SA Brands Beyond our Borders
While the franchising system in South Africa continues to perform strongly in the face of a tricky economy with record unemployment levels, there’s also an increasing appetite for local brands to look beyond the country’s borders in the search for additional revenue.
According to the Franchise Association of South Africa’s (FASA) 2018 Franchise Market Report, there are 865 franchise systems in the country, totalling more than 45 000 stores and employing nearly 370 000 people. And 39 per cent of franchisors claimed to have businesses abroad in Africa — the equivalent of 1 775 stores in the franchise population.
Ocean Basket
Ocean Basket opened its first local store in 1995 with their first international store following in Zambia, seven years later. Now, 17 years on, its portfolio numbers more than 200 restaurants across 16 countries. A recent focus on the Middle East, Central Asia and Russia has been driven by cultural factors, according to CEO Grace Harding. “The growing middle class, the rise of a young generation keen to explore new global concepts, and a maturing restaurant sector all play their part,” she says.

OBC Chicken
OBC Chicken has focused on South Africa for the last 30 years, establishing a network of 50 stores, and the brand is now eyeing expansion beyond our borders. “OBC has extended into Swaziland and is currently looking at expanding into Lesotho, Botswana, Namibia and possibly Mozambique,” says managing director Tony da Fonseca. “The focus has been on neighbouring countries not only for easier distribution of products, but also to ease into cross-border trade, gaining experience that will help us grow further afield” He says that the decision to expand into adjacent markets was driven by the relevance of the OBC offering to lower- to mid-LSM markets throughout the region.

Adapt or Die
In terms of adapting the brand for markets outside of South Africa, Da Fonseca says that nuance is important, from both cultural and product perspectives. “For example, OBC generally does well with offal products in South Africa, but this won’t necessarily translate to all markets, even in lower-income areas,” he says. “In some instances, local products are protected against competitive imports, so we’ve partnered with local producers to pack products locally for OBC, which has given us the opportunity not only to increase our market share, but also to contribute to localised growth, something that is uppermost in our minds.” He says that very subtle marketing tweaks have helped them adapt, with the fact that they’re used to working in a number of languages in the SA market, making the transition smoother.

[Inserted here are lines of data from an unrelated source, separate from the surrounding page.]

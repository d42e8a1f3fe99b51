//! Point queries, focus navigation and window geometry edits.

use crate::error::{GuiError, Result};
use crate::gadget::{Owner, TabDirection};
use crate::geometry::{Point, Rect};

use super::core::{GadgetId, Registry, RequesterId, ScreenId, WindowFlags, WindowId};

/// The (screen, window, gadget) chain under a point, topmost first.
#[derive(Debug, Clone, Copy, PartialEq, Eq, Default)]
pub struct HitChain {
    pub screen: Option<ScreenId>,
    pub window: Option<WindowId>,
    pub gadget: Option<GadgetId>,
    /// The point in the hit gadget's owner-local space.
    pub local: Point,
}

impl Registry {
    /// Resolve the topmost screen, window and gadget containing `point`.
    ///
    /// While a window has requesters open, only the newest requester and the
    /// window's system gadgets can be hit.
    pub fn hit_test(&self, point: Point) -> HitChain {
        let mut chain = HitChain {
            local: point,
            ..HitChain::default()
        };
        let Some(screen_id) = self
            .screen_order
            .iter()
            .rev()
            .copied()
            .find(|id| self.screens.get(*id).is_some_and(|s| s.bounds().contains(point)))
        else {
            return chain;
        };
        chain.screen = Some(screen_id);

        let Some(screen) = self.screens.get(screen_id) else {
            return chain;
        };
        for window_id in screen.windows.iter().rev().copied() {
            let Some(bounds) = self.window_bounds(window_id) else {
                continue;
            };
            if !bounds.contains(point) {
                continue;
            }
            chain.window = Some(window_id);
            let local = point.local_to(bounds.origin());
            chain.local = local;
            if let Some((gadget, owner_local)) = self.hit_in_window(window_id, local) {
                chain.gadget = Some(gadget);
                chain.local = owner_local;
            }
            break;
        }
        chain
    }

    fn hit_in_window(&self, window_id: WindowId, local: Point) -> Option<(GadgetId, Point)> {
        let window = self.windows.get(window_id)?;
        let modal = window.requesters.last().copied();
        if let Some(requester) = modal {
            if let Some(bounds) = self.requester_bounds(requester) {
                if bounds.contains(local) {
                    let inner = local.local_to(bounds.origin());
                    if let Some(hit) = self.hit_in_owner(Owner::Requester(requester), inner) {
                        return Some(hit);
                    }
                }
            }
        }
        let system_only = modal.is_some();
        window
            .gadgets
            .iter()
            .rev()
            .copied()
            .filter(|id| {
                !system_only || self.gadgets.get(*id).is_some_and(|g| g.system().is_some())
            })
            .find(|id| self.gadget_bounds(*id).is_some_and(|b| b.contains(local)))
            .map(|id| (id, local))
    }

    fn hit_in_owner(&self, owner: Owner, local: Point) -> Option<(GadgetId, Point)> {
        self.owner_gadgets(owner)?
            .iter()
            .rev()
            .copied()
            .find(|id| self.gadget_bounds(*id).is_some_and(|b| b.contains(local)))
            .map(|id| (id, local))
    }

    /// Translate a screen-space point into a gadget's owner-local space.
    pub fn to_owner_space(&self, gadget: GadgetId, point: Point) -> Option<Point> {
        let owner = self.gadgets.get(gadget)?.owner();
        self.owner_origin(owner).map(|origin| point.local_to(origin))
    }

    /// Whether input to this gadget is blocked by an open requester.
    pub fn is_blocked(&self, gadget: GadgetId) -> bool {
        let Some(gadget) = self.gadgets.get(gadget) else {
            return true;
        };
        if gadget.system().is_some() {
            return false;
        }
        let Some(top) = self.top_requester(gadget.window()) else {
            return false;
        };
        gadget.owner() != Owner::Requester(top)
    }

    pub fn top_requester(&self, window: WindowId) -> Option<RequesterId> {
        self.windows.get(window)?.requesters.last().copied()
    }

    /// Next focusable sibling in tab order, wrapping around the container.
    pub fn next_focusable(&self, from: GadgetId, direction: TabDirection) -> Option<GadgetId> {
        let owner = self.gadgets.get(from)?.owner();
        let siblings = self.owner_gadgets(owner)?;
        let start = siblings.iter().position(|g| *g == from)?;
        let len = siblings.len();
        (1..len)
            .map(|step| match direction {
                TabDirection::Next => (start + step) % len,
                TabDirection::Previous => (start + len - step) % len,
            })
            .map(|index| siblings[index])
            .find(|id| self.gadgets.get(*id).is_some_and(|g| g.is_focusable()))
    }

    /// First focusable gadget of a container, used when focus enters it.
    pub fn first_focusable(&self, owner: Owner) -> Option<GadgetId> {
        self.owner_gadgets(owner)?
            .iter()
            .copied()
            .find(|id| self.gadgets.get(*id).is_some_and(|g| g.is_focusable()))
    }

    /// Move a window by a delta, never past the screen's top-left corner.
    /// Returns the new screen-space bounds.
    pub fn move_window_by(&mut self, id: WindowId, dx: i32, dy: i32) -> Result<Rect> {
        let bounds = self.window_bounds(id).ok_or(GuiError::WindowNotFound)?;
        let dx = (bounds.x + dx).max(0) - bounds.x;
        let dy = (bounds.y + dy).max(0) - bounds.y;
        let window = self.windows.get_mut(id).ok_or(GuiError::WindowNotFound)?;
        window.layout.move_by(dx, dy);
        self.window_bounds(id).ok_or(GuiError::WindowNotFound)
    }

    /// Resize a window by a delta, clamped to its minimum size. Gadget caches of
    /// the window and its requesters are invalidated.
    pub fn resize_window_by(&mut self, id: WindowId, dw: i32, dh: i32) -> Result<Rect> {
        let bounds = self.window_bounds(id).ok_or(GuiError::WindowNotFound)?;
        let window = self.windows.get_mut(id).ok_or(GuiError::WindowNotFound)?;
        let min = window.layout.min_size();
        let width = (bounds.width + dw).max(min.width).max(0);
        let height = (bounds.height + dh).max(min.height).max(0);
        window
            .layout
            .resize_by(width - bounds.width, height - bounds.height);
        self.invalidate_window(id);
        self.window_bounds(id).ok_or(GuiError::WindowNotFound)
    }

    /// Swap the window's bounds with its alternate zoom bounds.
    pub fn toggle_zoom(&mut self, id: WindowId) -> Result<bool> {
        let current = self.window_bounds(id).ok_or(GuiError::WindowNotFound)?;
        let window = self.windows.get_mut(id).ok_or(GuiError::WindowNotFound)?;
        let Some(alternate) = window.zoom_rect else {
            return Ok(false);
        };
        window.layout.set_absolute(alternate);
        window.zoom_rect = Some(current);
        window.flags.toggle(WindowFlags::ZOOMED);
        self.invalidate_window(id);
        Ok(true)
    }

    fn invalidate_window(&self, id: WindowId) {
        let Some(window) = self.windows.get(id) else {
            return;
        };
        window.layout.invalidate();
        let requesters = window
            .requesters
            .iter()
            .filter_map(|r| self.requesters.get(*r));
        for requester in requesters {
            requester.layout.invalidate();
            for gadget in requester.gadgets.iter().filter_map(|g| self.gadgets.get(*g)) {
                gadget.layout().invalidate();
            }
        }
        for gadget in window.gadgets.iter().filter_map(|g| self.gadgets.get(*g)) {
            gadget.layout().invalidate();
        }
    }
}

#[cfg(test)]
mod tests {
    use super::*;
    use crate::gadget::{Activation, NewGadget, SystemGadget};
    use crate::geometry::{Rect, Size};
    use crate::layout::{Coord, LayoutBox};
    use crate::registry::{NewRequester, NewScreen, NewWindow};
    use crate::text::StringState;

    fn setup() -> (Registry, ScreenId) {
        let mut registry = Registry::new();
        let screen = registry.open_screen(NewScreen::new(Size::new(640, 480)));
        (registry, screen)
    }

    fn plain(rect: Rect) -> NewWindow {
        NewWindow::new(rect).with_flags(WindowFlags::BORDERLESS)
    }

    #[test]
    fn overlapping_windows_hit_topmost() {
        let (mut registry, screen) = setup();
        let a = registry.open_window(screen, plain(Rect::new(0, 0, 100, 100))).unwrap();
        let b = registry.open_window(screen, plain(Rect::new(50, 50, 100, 100))).unwrap();
        let ga = registry
            .add_gadget(
                Owner::Window(a),
                NewGadget::boolean(1, LayoutBox::absolute(Rect::new(0, 0, 100, 100))),
            )
            .unwrap();
        let gb = registry
            .add_gadget(
                Owner::Window(b),
                NewGadget::boolean(2, LayoutBox::absolute(Rect::new(0, 0, 100, 100))),
            )
            .unwrap();

        let hit = registry.hit_test(Point::new(75, 75));
        assert_eq!(hit.window, Some(b));
        assert_eq!(hit.gadget, Some(gb));
        assert_eq!(hit.local, Point::new(25, 25));

        registry.window_to_front(a).unwrap();
        let hit = registry.hit_test(Point::new(75, 75));
        assert_eq!(hit.window, Some(a));
        assert_eq!(hit.gadget, Some(ga));
    }

    #[test]
    fn miss_outside_every_screen() {
        let (registry, screen) = setup();
        let hit = registry.hit_test(Point::new(700, 10));
        assert_eq!(hit.screen, None);
        let hit = registry.hit_test(Point::new(10, 10));
        assert_eq!(hit.screen, Some(screen));
        assert_eq!(hit.window, None);
    }

    #[test]
    fn requester_blocks_window_gadgets() {
        let (mut registry, screen) = setup();
        let window = registry
            .open_window(screen, NewWindow::new(Rect::new(0, 0, 200, 150)))
            .unwrap();
        let behind = registry
            .add_gadget(
                Owner::Window(window),
                NewGadget::boolean(1, LayoutBox::absolute(Rect::new(0, 0, 180, 120))),
            )
            .unwrap();
        let border = registry.window(window).unwrap().layout().border();
        let probe = Point::new(border.left + 100, border.top + 100);
        assert_eq!(registry.hit_test(probe).gadget, Some(behind));

        let requester = registry
            .open_requester(
                window,
                NewRequester::new(LayoutBox::absolute(Rect::new(0, 0, 60, 40))),
            )
            .unwrap();
        let ok = registry
            .add_gadget(
                Owner::Requester(requester),
                NewGadget::boolean(2, LayoutBox::absolute(Rect::new(10, 10, 20, 10))),
            )
            .unwrap();
        assert_eq!(registry.hit_test(probe).gadget, None);
        assert!(registry.is_blocked(behind));
        assert!(!registry.is_blocked(ok));

        let hit = registry.hit_test(Point::new(border.left + 15, border.top + 15));
        assert_eq!(hit.gadget, Some(ok));
        assert_eq!(hit.local, Point::new(15, 15));

        let close = registry.system_gadget(window, SystemGadget::Close).unwrap();
        assert_eq!(registry.hit_test(Point::new(2, 2)).gadget, Some(close));
        assert!(!registry.is_blocked(close));
    }

    #[test]
    fn tab_order_wraps_and_skips() {
        let (mut registry, screen) = setup();
        let window = registry.open_window(screen, plain(Rect::new(0, 0, 200, 200))).unwrap();
        let owner = Owner::Window(window);
        let field = |id| {
            NewGadget::string(
                id,
                LayoutBox::absolute(Rect::new(0, id * 12, 100, 10)),
                StringState::new(),
            )
        };
        let f1 = registry.add_gadget(owner, field(1)).unwrap();
        let button = registry
            .add_gadget(
                owner,
                NewGadget::boolean(2, LayoutBox::absolute(Rect::new(0, 40, 10, 10))),
            )
            .unwrap();
        let f3 = registry.add_gadget(owner, field(3)).unwrap();

        assert_eq!(registry.next_focusable(f1, TabDirection::Next), Some(f3));
        assert_eq!(registry.next_focusable(f3, TabDirection::Next), Some(f1));
        assert_eq!(registry.next_focusable(f1, TabDirection::Previous), Some(f3));
        assert_eq!(registry.next_focusable(button, TabDirection::Next), Some(f3));
        assert_eq!(registry.first_focusable(owner), Some(f1));
    }

    #[test]
    fn resize_clamps_and_reflows_children() {
        let (mut registry, screen) = setup();
        let window = registry
            .open_window(
                screen,
                plain(Rect::new(10, 10, 200, 100)).with_min_size(Size::new(50, 40)),
            )
            .unwrap();
        let anchored = registry
            .add_gadget(
                Owner::Window(window),
                NewGadget::boolean(
                    1,
                    LayoutBox::new(
                        Coord::RelativeToParent(-20),
                        Coord::Absolute(0),
                        Coord::Absolute(20),
                        Coord::Absolute(10),
                    ),
                )
                .with_activation(Activation::RIGHT_BORDER),
            )
            .unwrap();
        assert_eq!(registry.gadget_bounds(anchored), Some(Rect::new(180, 0, 20, 10)));

        let bounds = registry.resize_window_by(window, -500, 20).unwrap();
        assert_eq!(bounds, Rect::new(10, 10, 50, 120));
        assert_eq!(registry.gadget_bounds(anchored), Some(Rect::new(30, 0, 20, 10)));

        let moved = registry.move_window_by(window, -30, 5).unwrap();
        assert_eq!(moved.origin(), Point::new(0, 15));
    }

    #[test]
    fn zoom_swaps_bounds() {
        let (mut registry, screen) = setup();
        let window = registry
            .open_window(
                screen,
                NewWindow::new(Rect::new(10, 10, 100, 80)).with_zoom(Rect::new(0, 0, 640, 480)),
            )
            .unwrap();
        assert!(registry.toggle_zoom(window).unwrap());
        assert_eq!(registry.window_bounds(window), Some(Rect::new(0, 0, 640, 480)));
        assert!(registry.window(window).unwrap().flags.contains(WindowFlags::ZOOMED));
        assert!(registry.toggle_zoom(window).unwrap());
        assert_eq!(registry.window_bounds(window), Some(Rect::new(10, 10, 100, 80)));
    }
}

Ocean Basket has taken some lessons from the recent failings of big US franchise brands in the South African market, into their own expansion. “Most of the brands went into big shopping malls with exorbitant rentals and development costs. While weekends are busy, the foot traffic does not sustain these high costs,” she says. “Most of the brands already have a strong established local competitor satisfying similar needs, so it’s not easy to gain market share. Having a strong local partner would be a great help, but you need to be aligned when it comes to business culture and profit expectations”.
Innovative Thinking
Da Fonseca says that South African companies have been exceptionally innovative in expanding their businesses through a franchise system, long before it was ‘acceptable’ for overseas brands to consider South Africa as an investment destination. “Those companies weren’t going to sit back and allow easy access, so they did – and continue to – aggressively market to defend their market share. There has been some successes of US brands in SA but those that haven’t quite made it perhaps highlights a lack of research into the opportunity, or perhaps didn’t or couldn’t adapt their model and offering to suit local nuances and tastes,” he says. “Or they were simply too expensive and expectations of returns in light of a declining currency values, meant that the returns simply were not worth it”.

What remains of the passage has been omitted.